Kunjungan Raja Salman Beri Harapan Baru Perekonomian Indonesia

Rep: Lintar Satria Zulfikar/ Red: Indira Rezkisari
Raja Arab Saudi Salman bin Abdulazis Al-Saud bersama Presiden Joko Widodo menanam Pohon Ulin saat kunjungan kenegaraan di Istana Merdeka, Jakarta, Kamis (2/3)
Foto: Republika/ Wihdan Hidayat
Raja Arab Saudi Salman bin Abdulazis Al-Saud bersama Presiden Joko Widodo menanam Pohon Ulin saat kunjungan kenegaraan di Istana Merdeka, Jakarta, Kamis (2/3)

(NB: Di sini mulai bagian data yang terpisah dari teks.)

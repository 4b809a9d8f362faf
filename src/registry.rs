// Copyright (c) 2025 Soumyadip Sarkar.
// All rights reserved.
//
// This source code is licensed under the license found in the
// LICENSE file in the root directory of this source tree.

//! Reference data: banks, groups, their per-bank rates, and users.

use argon2::password_hash::{PasswordHash, PasswordHasher, PasswordVerifier, SaltString};
use argon2::Argon2;
use rusqlite::{Connection, OptionalExtension, Row, params};
use rust_decimal::Decimal;
use tracing::info;

use crate::db::{decimal_at, opt_decimal_at};
use crate::error::{BillingError, Result};
use crate::models::{Bank, Group, GroupBankRate, GroupType, Role, User};
use crate::rates::Rate;
use crate::utils::{is_valid_email, is_valid_phone};

pub fn hash_password(password: &str) -> Result<String> {
    if password.is_empty() {
        return Err(BillingError::validation("Password is required"));
    }
    let salt_bytes: [u8; 16] = rand::random();
    let salt = SaltString::encode_b64(&salt_bytes)
        .map_err(|e| BillingError::Internal(format!("salt encoding failed: {}", e)))?;
    let hash = Argon2::default()
        .hash_password(password.as_bytes(), &salt)
        .map_err(|e| BillingError::Internal(format!("password hashing failed: {}", e)))?;
    Ok(hash.to_string())
}

/// Checks a plaintext password against a stored argon2 hash.
pub fn verify_password(password: &str, stored: &str) -> bool {
    match PasswordHash::new(stored) {
        Ok(parsed) => Argon2::default()
            .verify_password(password.as_bytes(), &parsed)
            .is_ok(),
        Err(_) => false,
    }
}

// ---- banks ----

pub fn create_bank(conn: &Connection, name: &str) -> Result<Bank> {
    let name = name.trim();
    if name.is_empty() {
        return Err(BillingError::validation("Bank name is required"));
    }
    conn.execute("INSERT INTO banks(bank_name) VALUES (?1)", params![name])?;
    let id = conn.last_insert_rowid();
    info!(id, bank = name, "bank created");
    Ok(Bank {
        id,
        bank_name: name.to_string(),
    })
}

pub fn list_banks(conn: &Connection) -> Result<Vec<Bank>> {
    let mut stmt = conn.prepare("SELECT id, bank_name FROM banks ORDER BY bank_name")?;
    let rows = stmt.query_map([], |r| {
        Ok(Bank {
            id: r.get(0)?,
            bank_name: r.get(1)?,
        })
    })?;
    Ok(rows.collect::<rusqlite::Result<Vec<_>>>()?)
}

pub fn delete_bank(conn: &Connection, id: i64) -> Result<()> {
    let n = conn.execute("DELETE FROM banks WHERE id=?1", params![id])?;
    if n == 0 {
        return Err(BillingError::not_found(format!("Bank {} not found", id)));
    }
    Ok(())
}

// ---- groups ----

#[derive(Debug, Clone)]
pub struct NewGroup {
    pub name: String,
    pub group_type: GroupType,
    pub owner: i64,
    pub same_rate: Option<Decimal>,
}

fn group_from_row(r: &Row<'_>) -> rusqlite::Result<Group> {
    Ok(Group {
        id: r.get(0)?,
        name: r.get(1)?,
        r#type: r.get(2)?,
        owner: r.get(3)?,
        same_rate: opt_decimal_at(r, 4)?,
    })
}

const GROUP_COLS: &str = "id, name, type, owner, same_rate";

fn check_positive_rate(rate: Decimal) -> Result<()> {
    if rate <= Decimal::ZERO {
        return Err(BillingError::validation(format!(
            "Rate {} must be greater than zero",
            rate
        )));
    }
    Ok(())
}

pub fn create_group(conn: &Connection, g: &NewGroup) -> Result<Group> {
    let name = g.name.trim();
    if name.is_empty() {
        return Err(BillingError::validation("Group name is required"));
    }
    let owner = get_user(conn, g.owner)?;
    if !owner.has_role(Role::Client) {
        return Err(BillingError::validation(format!(
            "Group owner '{}' must have role Client",
            owner.name
        )));
    }
    if let Some(r) = g.same_rate {
        check_positive_rate(r)?;
    }
    conn.execute(
        "INSERT INTO groups(name, type, owner, same_rate) VALUES (?1, ?2, ?3, ?4)",
        params![
            name,
            g.group_type.as_str(),
            g.owner,
            g.same_rate.map(|r| r.to_string())
        ],
    )?;
    let id = conn.last_insert_rowid();
    info!(id, group = name, kind = g.group_type.as_str(), "group created");
    get_group(conn, id)
}

pub fn get_group(conn: &Connection, id: i64) -> Result<Group> {
    conn.query_row(
        &format!("SELECT {} FROM groups WHERE id=?1", GROUP_COLS),
        params![id],
        group_from_row,
    )
    .optional()?
    .ok_or_else(|| BillingError::not_found(format!("Group {} not found", id)))
}

pub fn list_groups(conn: &Connection) -> Result<Vec<Group>> {
    let mut stmt = conn.prepare(&format!("SELECT {} FROM groups ORDER BY name", GROUP_COLS))?;
    let rows = stmt.query_map([], group_from_row)?;
    Ok(rows.collect::<rusqlite::Result<Vec<_>>>()?)
}

/// Existing agent bills keep their snapshot until their bill is next written.
pub fn set_group_type(conn: &Connection, id: i64, group_type: GroupType) -> Result<()> {
    let n = conn.execute(
        "UPDATE groups SET type=?1 WHERE id=?2",
        params![group_type.as_str(), id],
    )?;
    if n == 0 {
        return Err(BillingError::not_found(format!("Group {} not found", id)));
    }
    Ok(())
}

pub fn set_same_rate(conn: &Connection, id: i64, same_rate: Option<Decimal>) -> Result<()> {
    if let Some(r) = same_rate {
        check_positive_rate(r)?;
    }
    let n = conn.execute(
        "UPDATE groups SET same_rate=?1 WHERE id=?2",
        params![same_rate.map(|r| r.to_string()), id],
    )?;
    if n == 0 {
        return Err(BillingError::not_found(format!("Group {} not found", id)));
    }
    Ok(())
}

/// Insert or replace the rate for a `(group, bank)` pair.
pub fn upsert_group_bank_rate(
    conn: &Connection,
    group_id: i64,
    bank_id: i64,
    rate: Decimal,
) -> Result<GroupBankRate> {
    check_positive_rate(rate)?;
    conn.execute(
        "INSERT INTO group_bank_rate(group_id, bank_id, rate) VALUES (?1, ?2, ?3)
         ON CONFLICT(group_id, bank_id) DO UPDATE SET rate=excluded.rate",
        params![group_id, bank_id, rate.to_string()],
    )?;
    Ok(GroupBankRate {
        group_id,
        bank_id,
        rate,
    })
}

pub fn group_bank_rate(conn: &Connection, group_id: i64, bank_id: i64) -> Result<Option<Decimal>> {
    Ok(conn
        .query_row(
            "SELECT rate FROM group_bank_rate WHERE group_id=?1 AND bank_id=?2",
            params![group_id, bank_id],
            |r| decimal_at(r, 0),
        )
        .optional()?)
}

pub fn list_group_bank_rates(conn: &Connection, group_id: Option<i64>) -> Result<Vec<GroupBankRate>> {
    let mut stmt = conn.prepare(
        "SELECT group_id, bank_id, rate FROM group_bank_rate
         WHERE ?1 IS NULL OR group_id=?1 ORDER BY group_id, bank_id",
    )?;
    let rows = stmt.query_map(params![group_id], |r| {
        Ok(GroupBankRate {
            group_id: r.get(0)?,
            bank_id: r.get(1)?,
            rate: decimal_at(r, 2)?,
        })
    })?;
    Ok(rows.collect::<rusqlite::Result<Vec<_>>>()?)
}

pub fn delete_group(conn: &Connection, id: i64) -> Result<()> {
    let n = conn.execute("DELETE FROM groups WHERE id=?1", params![id])?;
    if n == 0 {
        return Err(BillingError::not_found(format!("Group {} not found", id)));
    }
    Ok(())
}

// ---- users ----

#[derive(Debug, Clone)]
pub struct NewUser {
    pub name: String,
    pub email: String,
    pub password: String,
    pub role: Role,
    pub phone: Option<String>,
    pub worktype: Option<String>,
    pub rate: Option<Rate>,
    pub agent_rates: Option<Rate>,
}

const USER_COLS: &str = "id, name, email, password, role, phone, worktype, rate, agent_rates";

fn user_from_row(r: &Row<'_>) -> rusqlite::Result<User> {
    let rate: Option<String> = r.get(7)?;
    let agent_rates: Option<String> = r.get(8)?;
    Ok(User {
        id: r.get(0)?,
        name: r.get(1)?,
        email: r.get(2)?,
        password: r.get(3)?,
        role: r.get(4)?,
        phone: r.get(5)?,
        worktype: r.get(6)?,
        rate: Rate::from_db(rate.as_deref()),
        agent_rates: Rate::from_db(agent_rates.as_deref()),
    })
}

pub fn create_user(conn: &Connection, u: &NewUser) -> Result<User> {
    let name = u.name.trim();
    let email = u.email.trim().to_lowercase();
    if name.is_empty() {
        return Err(BillingError::validation("Name is required"));
    }
    if !is_valid_email(&email) {
        return Err(BillingError::validation(format!("Invalid email '{}'", u.email)));
    }
    let phone = u
        .phone
        .as_deref()
        .map(str::trim)
        .filter(|p| !p.is_empty());
    if let Some(p) = phone {
        if !is_valid_phone(p) {
            return Err(BillingError::validation(format!("Invalid phone '{}'", p)));
        }
    }
    if u.role == Role::Admin {
        return Err(BillingError::validation(
            "Only the bootstrapped admin may hold role admin",
        ));
    }
    let worktype = u
        .worktype
        .as_deref()
        .map(|w| {
            w.split(',')
                .map(str::trim)
                .filter(|s| !s.is_empty())
                .collect::<Vec<_>>()
                .join(",")
        })
        .filter(|w| !w.is_empty());
    let hash = hash_password(&u.password)?;
    conn.execute(
        "INSERT INTO users(name, email, password, phone, worktype, role, rate, agent_rates)
         VALUES (?1, ?2, ?3, ?4, ?5, ?6, ?7, ?8)",
        params![
            name,
            email,
            hash,
            phone,
            worktype,
            u.role.as_str(),
            u.rate.as_ref().map(Rate::to_db),
            u.agent_rates.as_ref().map(Rate::to_db)
        ],
    )?;
    let id = conn.last_insert_rowid();
    info!(id, role = u.role.as_str(), "user created");
    get_user(conn, id)
}

pub fn get_user(conn: &Connection, id: i64) -> Result<User> {
    conn.query_row(
        &format!("SELECT {} FROM users WHERE id=?1", USER_COLS),
        params![id],
        user_from_row,
    )
    .optional()?
    .ok_or_else(|| BillingError::not_found(format!("User {} not found", id)))
}

pub fn list_users(conn: &Connection, role: Option<Role>) -> Result<Vec<User>> {
    let mut stmt = conn.prepare(&format!(
        "SELECT {} FROM users WHERE ?1 IS NULL OR lower(role)=lower(?1) ORDER BY name, id",
        USER_COLS
    ))?;
    let rows = stmt.query_map(params![role.map(|r| r.as_str())], user_from_row)?;
    Ok(rows.collect::<rusqlite::Result<Vec<_>>>()?)
}

/// Replace whichever rate maps are given; `None` leaves a map untouched.
pub fn set_user_rates(
    conn: &Connection,
    id: i64,
    rate: Option<&Rate>,
    agent_rates: Option<&Rate>,
) -> Result<()> {
    get_user(conn, id)?;
    if let Some(r) = rate {
        conn.execute(
            "UPDATE users SET rate=?1 WHERE id=?2",
            params![r.to_db(), id],
        )?;
    }
    if let Some(r) = agent_rates {
        conn.execute(
            "UPDATE users SET agent_rates=?1 WHERE id=?2",
            params![r.to_db(), id],
        )?;
    }
    Ok(())
}

pub fn set_password(conn: &Connection, id: i64, password: &str) -> Result<()> {
    let hash = hash_password(password)?;
    let n = conn.execute(
        "UPDATE users SET password=?1 WHERE id=?2",
        params![hash, id],
    )?;
    if n == 0 {
        return Err(BillingError::not_found(format!("User {} not found", id)));
    }
    Ok(())
}

pub fn delete_user(conn: &Connection, id: i64) -> Result<()> {
    let user = get_user(conn, id)?;
    if user.has_role(Role::Admin) {
        return Err(BillingError::validation("The admin user cannot be deleted"));
    }
    conn.execute("DELETE FROM users WHERE id=?1", params![id])?;
    Ok(())
}

#[cfg(test)]
mod tests {
    use super::*;
    use crate::db::init_schema;

    fn conn() -> Connection {
        let c = Connection::open_in_memory().unwrap();
        init_schema(&c).unwrap();
        c
    }

    fn user(role: Role, email: &str) -> NewUser {
        NewUser {
            name: "Someone".into(),
            email: email.into(),
            password: "secret".into(),
            role,
            phone: None,
            worktype: None,
            rate: None,
            agent_rates: None,
        }
    }

    #[test]
    fn password_is_hashed_and_verifiable() {
        let c = conn();
        let u = create_user(&c, &user(Role::Agent, "a@x.io")).unwrap();
        assert!(u.password.starts_with("$argon2"));
        assert!(verify_password("secret", &u.password));
        assert!(!verify_password("wrong", &u.password));
    }

    #[test]
    fn duplicate_email_conflicts() {
        let c = conn();
        create_user(&c, &user(Role::Agent, "a@x.io")).unwrap();
        let err = create_user(&c, &user(Role::Client, "A@x.io")).unwrap_err();
        assert!(matches!(err, BillingError::Conflict(_)));
    }

    #[test]
    fn invalid_phone_rejected() {
        let c = conn();
        let mut u = user(Role::Agent, "a@x.io");
        u.phone = Some("call me".into());
        let err = create_user(&c, &u).unwrap_err();
        assert!(matches!(err, BillingError::Validation(_)));
    }

    #[test]
    fn group_owner_must_be_client() {
        let c = conn();
        let agent = create_user(&c, &user(Role::Agent, "a@x.io")).unwrap();
        let err = create_group(
            &c,
            &NewGroup {
                name: "G".into(),
                group_type: GroupType::Claim,
                owner: agent.id,
                same_rate: None,
            },
        )
        .unwrap_err();
        assert!(err.to_string().contains("must have role Client"));
    }

    #[test]
    fn bank_rate_upsert_replaces() {
        let c = conn();
        let client = create_user(&c, &user(Role::Client, "c@x.io")).unwrap();
        let g = create_group(
            &c,
            &NewGroup {
                name: "G".into(),
                group_type: GroupType::Depo,
                owner: client.id,
                same_rate: None,
            },
        )
        .unwrap();
        let b = create_bank(&c, "HDFC").unwrap();
        upsert_group_bank_rate(&c, g.id, b.id, Decimal::new(75, 1)).unwrap();
        upsert_group_bank_rate(&c, g.id, b.id, Decimal::new(8, 0)).unwrap();
        assert_eq!(list_group_bank_rates(&c, Some(g.id)).unwrap().len(), 1);
        assert_eq!(
            group_bank_rate(&c, g.id, b.id).unwrap(),
            Some(Decimal::new(8, 0))
        );
    }
}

REPUBLIKA.CO.ID, JAKARTA -- Ekonom Katalis Indonesia, Adi Wibowo yakin kesepakatan kerjasama ekonomi yang dilakukan dalam kunjungan Raja Salman akan memberikan harapan diversifikasi kerjasama tidak hanya pada sektor jasa. Tapi juga bisa mengeksplorasi kerjasama ekonomi yang lain.

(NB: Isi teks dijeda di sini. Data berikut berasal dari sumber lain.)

// Copyright (c) 2025 Soumyadip Sarkar.
// All rights reserved.
//
// This source code is licensed under the license found in the
// LICENSE file in the root directory of this source tree.

//! Runtime configuration loaded from environment variables.
//!
//! Every setting has a default so `billdesk init` works with zero setup.

use std::path::PathBuf;

pub const DEFAULT_FX_URL: &str = "https://api.frankfurter.dev";

#[derive(Debug, Clone)]
pub struct AppConfig {
    /// Database file. Env: `BILLDESK_DB`. Default: platform data dir.
    pub db_path: Option<PathBuf>,

    /// Log filter used when `RUST_LOG` is unset. Env: `BILLDESK_LOG`.
    pub log_filter: String,

    /// Bootstrap admin account, created only when no admin exists.
    /// Env: `BILLDESK_ADMIN_NAME`, `BILLDESK_ADMIN_EMAIL`, `BILLDESK_ADMIN_PASSWORD`.
    pub admin_name: String,
    pub admin_email: String,
    pub admin_password: String,

    /// Exchange-rate API base URL. Env: `BILLDESK_FX_URL`.
    pub fx_url: String,
}

impl Default for AppConfig {
    fn default() -> Self {
        Self {
            db_path: None,
            log_filter: "warn".to_string(),
            admin_name: "Administrator".to_string(),
            admin_email: "admin@billdesk.local".to_string(),
            admin_password: "admin123".to_string(),
            fx_url: DEFAULT_FX_URL.to_string(),
        }
    }
}

impl AppConfig {
    pub fn from_env() -> Self {
        Self::from_lookup(|k| std::env::var(k).ok())
    }

    /// Build from an arbitrary key lookup; blank values count as unset.
    pub fn from_lookup<F>(lookup: F) -> Self
    where
        F: Fn(&str) -> Option<String>,
    {
        let get = |k: &str| lookup(k).map(|v| v.trim().to_string()).filter(|v| !v.is_empty());
        let d = Self::default();
        Self {
            db_path: get("BILLDESK_DB").map(PathBuf::from),
            log_filter: get("BILLDESK_LOG").unwrap_or(d.log_filter),
            admin_name: get("BILLDESK_ADMIN_NAME").unwrap_or(d.admin_name),
            admin_email: get("BILLDESK_ADMIN_EMAIL").unwrap_or(d.admin_email),
            admin_password: get("BILLDESK_ADMIN_PASSWORD").unwrap_or(d.admin_password),
            fx_url: get("BILLDESK_FX_URL")
                .map(|u| u.trim_end_matches('/').to_string())
                .unwrap_or(d.fx_url),
        }
    }
}

#[cfg(test)]
mod tests {
    use super::*;
    use std::collections::HashMap;

    #[test]
    fn defaults_when_unset() {
        let cfg = AppConfig::from_lookup(|_| None);
        assert!(cfg.db_path.is_none());
        assert_eq!(cfg.log_filter, "warn");
        assert_eq!(cfg.fx_url, DEFAULT_FX_URL);
    }

    #[test]
    fn overrides_and_blank_values() {
        let env: HashMap<&str, &str> = [
            ("BILLDESK_DB", "/tmp/b.sqlite"),
            ("BILLDESK_ADMIN_EMAIL", "  "),
            ("BILLDESK_FX_URL", "http://localhost:9000/"),
        ]
        .into_iter()
        .collect();
        let cfg = AppConfig::from_lookup(|k| env.get(k).map(|v| v.to_string()));
        assert_eq!(cfg.db_path, Some(PathBuf::from("/tmp/b.sqlite")));
        assert_eq!(cfg.admin_email, "admin@billdesk.local");
        assert_eq!(cfg.fx_url, "http://localhost:9000");
    }
}
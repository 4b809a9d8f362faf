// Copyright (c) 2025 Soumyadip Sarkar.
// All rights reserved.
//
// This source code is licensed under the license found in the
// LICENSE file in the root directory of this source tree.

use billdesk::bill::{BillInput, create_bill};
use billdesk::{cli, commands::exporter, db};
use chrono::NaiveDate;
use rusqlite::Connection;
use serde_json::json;
use tempfile::tempdir;

fn base_conn() -> Connection {
    let mut conn = Connection::open_in_memory().unwrap();
    db::init_schema(&conn).unwrap();
    conn.execute_batch(
        r#"
        INSERT INTO banks(id, bank_name) VALUES (2, 'HDFC');
        INSERT INTO users(id, name, email, password, role, rate) VALUES
            (10, 'Acme Corp', 'acme@example.com', 'x', 'Client', NULL),
            (20, 'Jane', 'jane@example.com', 'x', 'Agent', '{"Claimer":1.2}');
        INSERT INTO groups(id, name, type, owner, same_rate) VALUES (5, 'Acme Claims', 'Claim', 10, NULL);
        INSERT INTO group_bank_rate(group_id, bank_id, rate) VALUES (5, 2, '7.5');
        "#,
    )
    .unwrap();
    create_bill(
        &mut conn,
        &BillInput {
            bill_date: NaiveDate::from_ymd_opt(2026, 3, 5).unwrap(),
            group_id: 5,
            bank_id: Some(2),
            client_id: 10,
            agent_id: 20,
            amount: "100".parse().unwrap(),
            rate: None,
        },
    )
    .unwrap();
    conn
}

fn run_export(conn: &Connection, what: &str, format: &str, out: &str) -> anyhow::Result<()> {
    let matches = cli::build_cli().get_matches_from([
        "billdesk", "export", what, "--format", format, "--out", out,
    ]);
    if let Some(("export", export_m)) = matches.subcommand() {
        exporter::handle(conn, export_m)
    } else {
        panic!("no export subcommand");
    }
}

#[test]
fn export_agent_bills_writes_pretty_json() {
    let conn = base_conn();
    let dir = tempdir().unwrap();
    let out_path = dir.path().join("agent_bills.json");
    let out_str = out_path.to_string_lossy().to_string();

    run_export(&conn, "agent-bills", "json", &out_str).unwrap();

    let contents = std::fs::read_to_string(&out_path).unwrap();
    let parsed: serde_json::Value = serde_json::from_str(&contents).unwrap();
    assert_eq!(parsed[0]["bill_date"], json!("2026-03-05"));
    assert_eq!(parsed[0]["agent"], json!("Jane"));
    assert_eq!(parsed[0]["client"], json!("Acme Corp"));
    assert_eq!(parsed[0]["bank"], json!("HDFC"));
    assert_eq!(parsed[0]["source"], json!("Claim"));
    assert_eq!(parsed[0]["rate"], json!("1.2"));
}

#[test]
fn export_bills_writes_csv_with_client_totals() {
    let conn = base_conn();
    let dir = tempdir().unwrap();
    let out_path = dir.path().join("bills.csv");
    let out_str = out_path.to_string_lossy().to_string();

    run_export(&conn, "bills", "csv", &out_str).unwrap();

    let mut rdr = csv::Reader::from_path(&out_path).unwrap();
    let headers = rdr.headers().unwrap().clone();
    assert_eq!(&headers[0], "id");
    assert_eq!(&headers[9], "total");
    let rows: Vec<csv::StringRecord> = rdr.records().map(|r| r.unwrap()).collect();
    assert_eq!(rows.len(), 1);
    assert_eq!(&rows[0][2], "Acme Claims");
    assert_eq!(&rows[0][8], "7.5");
    assert_eq!(rows[0][9].parse::<f64>().unwrap(), 750.0);
}

#[test]
fn export_rejects_unknown_format() {
    let conn = base_conn();
    let dir = tempdir().unwrap();
    let out_path = dir.path().join("export.unknown");
    let out_str = out_path.to_string_lossy().to_string();

    assert!(run_export(&conn, "bills", "xml", &out_str).is_err());
    assert!(!out_path.exists());
}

Bagi Indonesia, kata Adi, sebenarnya Arab Saudi dapat menjadi pasar bagi produk makanan dan pakaian hasil usaha kecil dan menengah yang hari ini cukup berkembang di Indonesia. Tentunya di sektor energi dan migas juga kita berharap akan ada realisasi kerjasama yang mengangkat kedua belah pihak.

Selama ini, kerjasama Indonesia Saudi yang dominan adalah pada sektor jasa, termasuk jasa haji dan umrah yang menyumbangkan pemasukan sebesar 39 persen di tahun 2010 bagi Arab Saudi, dan naik 51 persen di tahun 2015.Indonesia mengirim 300 ribu hingga 400 ribu jemaaah haji dan umrah setiap tahun.

"Kunjungan Raja Salman menjadi catatan yang cukup memberi harapan, walaupun kita tahu bahwa hubungan Saudi dengan Indonesia punya sisi historis dan cukup baik secara sosial politik. Namun, dalam kerjasama ekonomi tentunya kita juga melihat dari konteks kondisi ekonomi global saat ini dimana di dunia juga terjadi perubahan, krisis ekonomi, ketidakpastian di Amerika Serikat dan Eropa," kata Adi, Jumat (3/3).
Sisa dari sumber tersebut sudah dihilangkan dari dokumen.